Pages in this cluster: Will of John S. Magruder d.1825Will of Roderick McGregor d.1857, William & Matilda Bowie, Medical Records for R. McGregor Plantation, and Conditions & Interrelations. See also, (in the Af-Am Magruders pages) Washington McGruder.

See also the cluster of pages called Magruder-Hamilton Slaves. The Elizabeth Magruder in that cluster was John S. Magruder’s sister and Charles B. Hamilton was executor of his will.

John Smith Magruder was the son of Nathaniel Magruder and Margaret Magruder. Nathaniel and Margaret were first cousins. Nathaniel’s father was John Magruder of Dunblane, son of Samuel and Sarah Magruder. Margaret was the daughter of  Barbara Coombs and another of Samuel and Sarah’s sons, James Magruder. Samuel’s father was Alexander Magruder, the Immigrant. Sarah probably was a close relative of Ninian Beall (but not as was once believed, his daughter).

In 1821, by special act of the Maryland legislature, John S. Magruder changed the names of all his living children to McGregor. So his children were Nathaniel M. McGregor, Roderick M. McGregor, Henry M. McGregor, Alaric or Alerick M. McGregor, and Margaret Ellen McGregor (called Ellen). All the boys bore the middle name Mortimer, in honor of an older brother who died in infancy.

Movement of slaves among family members in Upper Marlboro & Washington D.C.

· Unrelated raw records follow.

#![forbid(unsafe_code)]
#![warn(missing_docs)]

//! # Arbor Log
//!
//! Logging setup for the Arbor plan engine, built on `tracing-subscriber`.
//!
//! ```rust,ignore
//! let _guard = arbor_log::LoggerBuilder::from_config(arbor_log::Config::from_env()).build()?;
//! tracing::info!(run_id = %id, "run started");
//! ```
//!
//! Tests call [`init_test`], which is safe to call from every test.

mod builder;
mod config;
mod error;

pub use builder::{LoggerBuilder, LoggerGuard};
pub use config::{Config, DisplayConfig, Format, Writer};
pub use error::{LogError, LogResult};

/// Initialize logging from the environment.
///
/// Reads `ARBOR_LOG`, then `RUST_LOG`, then `ARBOR_LOG_FORMAT`.
pub fn init() -> LogResult<LoggerGuard> {
    LoggerBuilder::from_config(Config::from_env()).build()
}

/// Initialize test logging once per process.
///
/// Output goes through the test writer so it is captured per test. Later
/// calls, and calls after another subscriber was installed, do nothing.
pub fn init_test() {
    static INIT: std::sync::Once = std::sync::Once::new();
    INIT.call_once(|| {
        if let Err(err) = LoggerBuilder::from_config(Config::test()).build() {
            eprintln!("test logging not installed: {err}");
        }
    });
}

Alaric McGregor appears on the census as a farmer, but also kept a school for boys (attended by my great-great grandfather), and I have found no record that he ever owned slaves. None was left to him in his father’s will.

Ellen married Jessie Ewell in 1827, and in 1831 they moved to Prince William County, VA, at that time a frontier area. She inherited one slave, Washington, whom she took to Virginia. See page on George Washington “Wash” Magruder. Two skilled carpenters belonging to Roderick McGregor were sent to Virginia temporarily, around 1832 or so, to oversee the building of the Ewell plantation house, Dunblane. There is reason to think one of those men was William Bowie. See William & Matilda Bowie

Several slaves left to Henry McGregor by his father’s will were later purchased by his brother Roderick McGregor.  Records, including his will, indicate that Henry McGregor died in 1851, but he does not appear on the 1850 census. That census shows his wife/widow, Eliza or Elizabeth (Berry) McGregor living in P.G. County with an African-American (“mulatto”) family headed by William Wedge. See Conditions & Interrelations page.

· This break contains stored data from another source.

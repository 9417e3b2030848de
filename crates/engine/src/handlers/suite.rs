//! Concurrent composites: TestSet and TestScenario.

use std::sync::Arc;

use arbor_core::ReportNodeId;
use arbor_execution::{ReportNode, ReportNodeStatus, StatusComposer};
use arbor_plan::{NodeKind, PlanNode};
use async_trait::async_trait;
use tokio::sync::Semaphore;
use tokio::task::JoinSet;

use crate::context::ExecutionContext;
use crate::error::EngineError;
use crate::handler::NodeHandler;
use crate::handlers::{kind_mismatch, worker_count};
use crate::handlers::sequence::fold;

/// Run every child concurrently, at most `threads` at a time.
///
/// Each child gets a view with a private innermost frame. Children not yet
/// started when the run aborts are not created.
pub(crate) async fn run_parallel(
    ctx: &ExecutionContext,
    children: &[PlanNode],
    parent: ReportNodeId,
    threads: usize,
) -> StatusComposer {
    let permits = threads.min(children.len()).clamp(1, Semaphore::MAX_PERMITS);
    let semaphore = Arc::new(Semaphore::new(permits));
    let mut join_set = JoinSet::new();
    for child in children {
        let task = ChildTask {
            ctx: ctx.child(),
            node: child.clone(),
            parent,
            semaphore: Arc::clone(&semaphore),
        };
        join_set.spawn(task.run());
    }

    let mut composer = StatusComposer::new();
    while let Some(joined) = join_set.join_next().await {
        match joined {
            Ok(Some(status)) => fold(&mut composer, status),
            Ok(None) => composer.mark_interrupted(),
            Err(join_err) => {
                tracing::error!(?join_err, "child task panicked");
                composer.add(ReportNodeStatus::TechnicalError);
            }
        }
    }
    composer
}

/// One child of a concurrent composite.
struct ChildTask {
    ctx: ExecutionContext,
    node: PlanNode,
    parent: ReportNodeId,
    semaphore: Arc<Semaphore>,
}

impl ChildTask {
    /// Returns `None` if the child was never started.
    async fn run(self) -> Option<ReportNodeStatus> {
        let Ok(_permit) = self.semaphore.acquire_owned().await else {
            return None;
        };
        if self.ctx.is_aborted() {
            return None;
        }
        Some(self.ctx.run_child(&self.node, self.parent).await.status)
    }
}

/// Handler for [`NodeKind::TestSet`]: children on `threads` workers.
#[derive(Debug, Default, Clone, Copy)]
pub struct TestSetHandler;

#[async_trait]
impl NodeHandler for TestSetHandler {
    async fn execute(
        &self,
        ctx: &ExecutionContext,
        node: &PlanNode,
        report: &mut ReportNode,
    ) -> Result<ReportNodeStatus, EngineError> {
        let NodeKind::TestSet(params) = &node.kind else {
            return Err(kind_mismatch("test set", node));
        };
        let threads = ctx.eval_or(params.threads.as_ref(), 1, |c, v| c.eval_u64(v, "threads"))?;
        let threads = worker_count(ctx, threads)?;
        report.set_attribute("threads", threads);
        Ok(run_parallel(ctx, &node.children, report.id, threads)
            .await
            .finish())
    }
}

/// Handler for [`NodeKind::TestScenario`]: every child at once.
#[derive(Debug, Default, Clone, Copy)]
pub struct TestScenarioHandler;

#[async_trait]
impl NodeHandler for TestScenarioHandler {
    async fn execute(
        &self,
        ctx: &ExecutionContext,
        node: &PlanNode,
        report: &mut ReportNode,
    ) -> Result<ReportNodeStatus, EngineError> {
        Ok(run_parallel(ctx, &node.children, report.id, node.children.len())
            .await
            .finish())
    }
}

Others left to Nathaniel McGregor show up in Roderick’s estate inventory (1858). Nathaniel was in business in Washington, D.C. Roderick operated the family plantations in Upper Marlboro, MD, in adjoining Prince George’s County. I have found only one record related to the movement of these slaves. In 1835 Roderick obtained permission to bring a slave named William into Maryland. See William & Matilda Bowie.